*Exercise goal*:
Find each line below containing the word "session" and copy it.

*Supplied data*:
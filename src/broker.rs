//! The broker context: both registries and the event log, passed by
//! reference into every session task rather than kept as globals.
//!
//! The cross-table operations below are where the lock-ordering rule
//! actually matters: each one locks the room registry (via `RoomRegistry`'s
//! own internal mutex) to verify-and-mutate membership, *then* locks the
//! client registry to update `current_room` — never the reverse, and never
//! both held at once, since `RoomRegistry`/`ClientRegistry` each fully
//! release their lock before returning from a call.

use crate::event_log::EventLog;
use crate::handle::ClientId;
use crate::registry::room::DeleteOutcome as RoomDeleteOutcome;
use crate::registry::{ClientRegistry, RoomRegistry, LOBBY};

pub struct BrokerState {
    pub clients: ClientRegistry,
    pub rooms: RoomRegistry,
    pub log: EventLog,
}

#[derive(Debug, PartialEq, Eq)]
pub enum ChangeRoomOutcome {
    Joined { from: String, to: String },
    AlreadyThere,
    Unavailable,
}

#[derive(Debug, PartialEq, Eq)]
pub enum CreateRoomOutcome {
    Created { from: String, to: String },
    AlreadyExists,
}

#[derive(Debug, PartialEq, Eq)]
pub enum DeleteRoomOutcome {
    Deleted { migrated: Vec<ClientId> },
    NotFound,
    NotOwner,
    IsLobby,
}

impl BrokerState {
    pub fn new(log: EventLog) -> Self {
        Self {
            clients: ClientRegistry::new(),
            rooms: RoomRegistry::new(),
            log,
        }
    }

    /// Registers a brand new connection and seats it in the Lobby. Returns
    /// the assigned placeholder name.
    pub fn enter(&self, handle: ClientId, tx: tokio::sync::mpsc::Sender<String>) -> String {
        let name = self.clients.register(handle, tx);
        self.rooms.join(handle, LOBBY, "");
        name
    }

    /// Removes a connection from whatever room it's in and from the client
    /// registry. Used once per session at teardown.
    pub fn leave_for_good(&self, handle: ClientId) -> Option<(String, String)> {
        let (name, room) = self.clients.unregister(handle)?;
        self.rooms.leave(handle, &room);
        Some((name, room))
    }

    /// Implements the atomic room-change sequence: verify-and-add to the
    /// target, then remove from the source, then update the client record.
    /// The left/joined broadcasts and the `ROOM|` push are the dispatcher's
    /// job, since they need the client's display name, not just its handle.
    ///
    /// `/join X` while already in X is a no-op, but the password is still
    /// checked first: a wrong password against the current room is still
    /// rejected even though no actual move would occur.
    pub fn change_room(&self, handle: ClientId, target: &str, password: &str) -> ChangeRoomOutcome {
        let Some(snapshot) = self.clients.get(handle) else {
            return ChangeRoomOutcome::Unavailable;
        };
        let from = snapshot.room;

        if !self.rooms.join(handle, target, password) {
            return ChangeRoomOutcome::Unavailable;
        }

        if from == target {
            return ChangeRoomOutcome::AlreadyThere;
        }

        self.rooms.leave(handle, &from);
        self.clients.set_room(handle, target);

        ChangeRoomOutcome::Joined {
            from,
            to: target.to_string(),
        }
    }

    /// `/create`: atomically creates the room owned by `handle`, then runs
    /// the same join sequence as [`Self::change_room`].
    pub fn create_and_join(
        &self,
        handle: ClientId,
        name: &str,
        password: Option<String>,
    ) -> CreateRoomOutcome {
        let from = self
            .clients
            .get(handle)
            .map(|s| s.room)
            .unwrap_or_else(|| LOBBY.to_string());

        if !self.rooms.create(name, password.clone(), handle) {
            return CreateRoomOutcome::AlreadyExists;
        }

        let join_password = password.unwrap_or_default();
        self.rooms.join(handle, name, &join_password);
        if from != name {
            self.rooms.leave(handle, &from);
        }
        self.clients.set_room(handle, name);

        CreateRoomOutcome::Created {
            from,
            to: name.to_string(),
        }
    }

    /// `/delete`: owner-only, Lobby-forbidden, migrates survivors to the
    /// Lobby.
    pub fn delete_room(&self, name: &str, requester: ClientId) -> DeleteRoomOutcome {
        match self.rooms.delete(name, requester) {
            RoomDeleteOutcome::IsLobby => DeleteRoomOutcome::IsLobby,
            RoomDeleteOutcome::NotFound => DeleteRoomOutcome::NotFound,
            RoomDeleteOutcome::NotOwner => DeleteRoomOutcome::NotOwner,
            RoomDeleteOutcome::Ok(members) => {
                let migrated: Vec<ClientId> = members.into_iter().collect();
                for &member in &migrated {
                    self.rooms.join(member, LOBBY, "");
                    self.clients.set_room(member, LOBBY);
                }
                DeleteRoomOutcome::Deleted { migrated }
            }
        }
    }
}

*Completed task*:
//! reference into every session task rather than kept as globals.
    /// registry. Used once per session at teardown.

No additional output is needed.